Problem to solve.
List each line of the data that holds the word "every".
━━━━━ Information ━━━━━
// SPDX-License-Identifier: Apache-2.0
// Copyright (c) 2025 Polyframe Inc.

//! Mesh repair pipeline
//!
//! A fixed, ordered list of mesh-to-mesh stages applied after every
//! structural edit: merge vertices, drop degenerate faces, drop duplicate
//! faces, prune unreferenced vertices and, for generated walls, fix normals.
//! Running the pipeline twice gives the same mesh as running it once.

mod normals;

pub use normals::fix_normals;

use crate::error::Result;
use crate::geometry::{Mesh, DEDUP_RESOLUTION};
use serde::{Deserialize, Serialize};
use std::fmt;

/// Faces with an area at or below this are degenerate (mm²)
pub const DEGENERATE_AREA: f64 = 1e-10;

/// One step of the repair pipeline
#[derive(Debug, Clone, Copy, PartialEq, Eq, Serialize, Deserialize)]
pub enum RepairStage {
    MergeVertices,
    RemoveDegenerate,
    RemoveDuplicates,
    RemoveUnreferenced,
    FixNormals,
}

impl RepairStage {
    pub fn as_str(&self) -> &'static str {
        match self {
            RepairStage::MergeVertices => "merge-vertices",
            RepairStage::RemoveDegenerate => "remove-degenerate",
            RepairStage::RemoveDuplicates => "remove-duplicates",
            RepairStage::RemoveUnreferenced => "remove-unreferenced",
            RepairStage::FixNormals => "fix-normals",
        }
    }

    /// Consume a mesh and return the repaired mesh with the number of
    /// elements this stage changed
    pub fn apply(self, mut mesh: Mesh) -> Result<(Mesh, usize)> {
        let changed = match self {
            RepairStage::MergeVertices => mesh.weld_vertices(DEDUP_RESOLUTION)?,
            RepairStage::RemoveDegenerate => mesh.remove_degenerate_triangles(DEGENERATE_AREA)?,
            RepairStage::RemoveDuplicates => {
                mesh.validate_indices()?;
                mesh.remove_duplicate_triangles()
            }
            RepairStage::RemoveUnreferenced => mesh.remove_orphaned_vertices()?,
            RepairStage::FixNormals => fix_normals(&mut mesh)?,
        };
        Ok((mesh, changed))
    }
}

/// Ordered list of repair stages
#[derive(Debug, Clone, PartialEq, Eq)]
pub struct RepairPipeline {
    stages: Vec<RepairStage>,
}

impl RepairPipeline {
    /// Merge, degenerate, duplicate and unreferenced cleanup
    pub fn standard() -> Self {
        Self {
            stages: vec![
                RepairStage::MergeVertices,
                RepairStage::RemoveDegenerate,
                RepairStage::RemoveDuplicates,
                RepairStage::RemoveUnreferenced,
            ],
        }
    }

    /// Standard cleanup followed by a global normal fix
    pub fn with_normal_fix() -> Self {
        let mut pipeline = Self::standard();
        pipeline.stages.push(RepairStage::FixNormals);
        pipeline
    }

    pub fn stages(&self) -> &[RepairStage] {
        &self.stages
    }

    pub fn run(&self, mesh: Mesh) -> Result<(Mesh, RepairSummary)> {
        let mut summary = RepairSummary {
            initial_vertices: mesh.vertex_count(),
            initial_faces: mesh.triangle_count(),
            ..RepairSummary::default()
        };

        let mut mesh = mesh;
        for &stage in &self.stages {
            let (repaired, changed) = stage.apply(mesh)?;
            mesh = repaired;
            match stage {
                RepairStage::MergeVertices => summary.vertices_merged = changed,
                RepairStage::RemoveDegenerate => summary.degenerate_removed = changed,
                RepairStage::RemoveDuplicates => summary.duplicates_removed = changed,
                RepairStage::RemoveUnreferenced => summary.unreferenced_removed = changed,
                RepairStage::FixNormals => summary.faces_flipped = changed,
            }
        }

        summary.final_vertices = mesh.vertex_count();
        summary.final_faces = mesh.triangle_count();
        tracing::debug!(%summary, "repair finished");
        Ok((mesh, summary))
    }
}

/// Run the standard pipeline
pub fn repair(mesh: Mesh) -> Result<Mesh> {
    RepairPipeline::standard().run(mesh).map(|(mesh, _)| mesh)
}

/// Run the standard pipeline plus the normal fix
pub fn repair_with_normals(mesh: Mesh) -> Result<Mesh> {
    RepairPipeline::with_normal_fix().run(mesh).map(|(mesh, _)| mesh)
}

/// Counts collected by a pipeline run
#[derive(Debug, Clone, Default, PartialEq, Eq, Serialize, Deserialize)]
pub struct RepairSummary {
    pub initial_vertices: usize,
    pub initial_faces: usize,
    pub final_vertices: usize,
    pub final_faces: usize,
    pub vertices_merged: usize,
    pub degenerate_removed: usize,
    pub duplicates_removed: usize,
    pub unreferenced_removed: usize,
    pub faces_flipped: usize,
}

impl RepairSummary {
    pub fn had_changes(&self) -> bool {
        self.vertices_merged > 0
            || self.degenerate_removed > 0
            || self.duplicates_removed > 0
            || self.unreferenced_removed > 0
            || self.faces_flipped > 0
    }
}

impl fmt::Display for RepairSummary {
    fn fmt(&self, f: &mut fmt::Formatter<'_>) -> fmt::Result {
        write!(
            f,
            "{} verts ({} merged, {} unreferenced), {} faces ({} degenerate, {} duplicate, {} flipped)",
            self.final_vertices,
            self.vertices_merged,
            self.unreferenced_removed,
            self.final_faces,
            self.degenerate_removed,
            self.duplicates_removed,
            self.faces_flipped
        )
    }
}

#[cfg(test)]
mod tests {
    use super::*;
    use crate::error::ModifyError;
    use crate::geometry::{Primitive, Triangle, Vertex};
    use nalgebra::Point3;

    fn messy_plate() -> Mesh {
        let mut mesh = Primitive::plate(6.0, 6.0, 2.0).to_mesh();
        let copy = mesh.clone();
        // Second copy of every vertex, nudged below the dedup resolution
        let offset = mesh.vertex_count();
        for v in &copy.vertices {
            mesh.add_vertex(Vertex::at(v.position + nalgebra::Vector3::new(0.001, 0.0, 0.0)));
        }
        for t in &copy.triangles {
            let [a, b, c] = t.indices;
            mesh.add_triangle(Triangle::new([a + offset, c + offset, b + offset]));
        }
        mesh.add_triangle(Triangle::new([0, 0, 1]));
        mesh.add_vertex(Vertex::at(Point3::new(50.0, 50.0, 50.0)));
        mesh
    }

    #[test]
    fn test_stage_order_is_fixed() {
        assert_eq!(
            RepairPipeline::with_normal_fix().stages(),
            &[
                RepairStage::MergeVertices,
                RepairStage::RemoveDegenerate,
                RepairStage::RemoveDuplicates,
                RepairStage::RemoveUnreferenced,
                RepairStage::FixNormals,
            ]
        );
    }

    #[test]
    fn test_standard_cleanup_counts() {
        let plate = Primitive::plate(6.0, 6.0, 2.0).to_mesh();
        let (mesh, summary) = RepairPipeline::standard().run(messy_plate()).unwrap();

        assert_eq!(summary.vertices_merged, plate.vertex_count());
        assert_eq!(summary.degenerate_removed, 1);
        assert_eq!(summary.duplicates_removed, plate.triangle_count());
        assert_eq!(summary.unreferenced_removed, 1);
        assert_eq!(mesh.vertex_count(), plate.vertex_count());
        assert_eq!(mesh.triangle_count(), plate.triangle_count());
        assert!(summary.had_changes());
    }

    #[test]
    fn test_pipeline_is_idempotent() {
        let pipeline = RepairPipeline::with_normal_fix();
        let (once, _) = pipeline.run(messy_plate()).unwrap();
        let (twice, summary) = pipeline.run(once.clone()).unwrap();
        assert_eq!(once, twice);
        assert!(!summary.had_changes());
    }

    #[test]
    fn test_bad_index_is_fatal() {
        let mut mesh = Primitive::plate(4.0, 4.0, 2.0).to_mesh();
        mesh.add_triangle(Triangle::new([0, 1, 999]));
        for stage in RepairPipeline::with_normal_fix().stages() {
            let err = stage.apply(mesh.clone()).unwrap_err();
            assert!(matches!(err, ModifyError::RepairInconsistency { index: 999, .. }));
        }
    }
}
━━━━━
Expected answer.
//! A fixed, ordered list of mesh-to-mesh stages applied after every
        // Second copy of every vertex, nudged below the dedup resolution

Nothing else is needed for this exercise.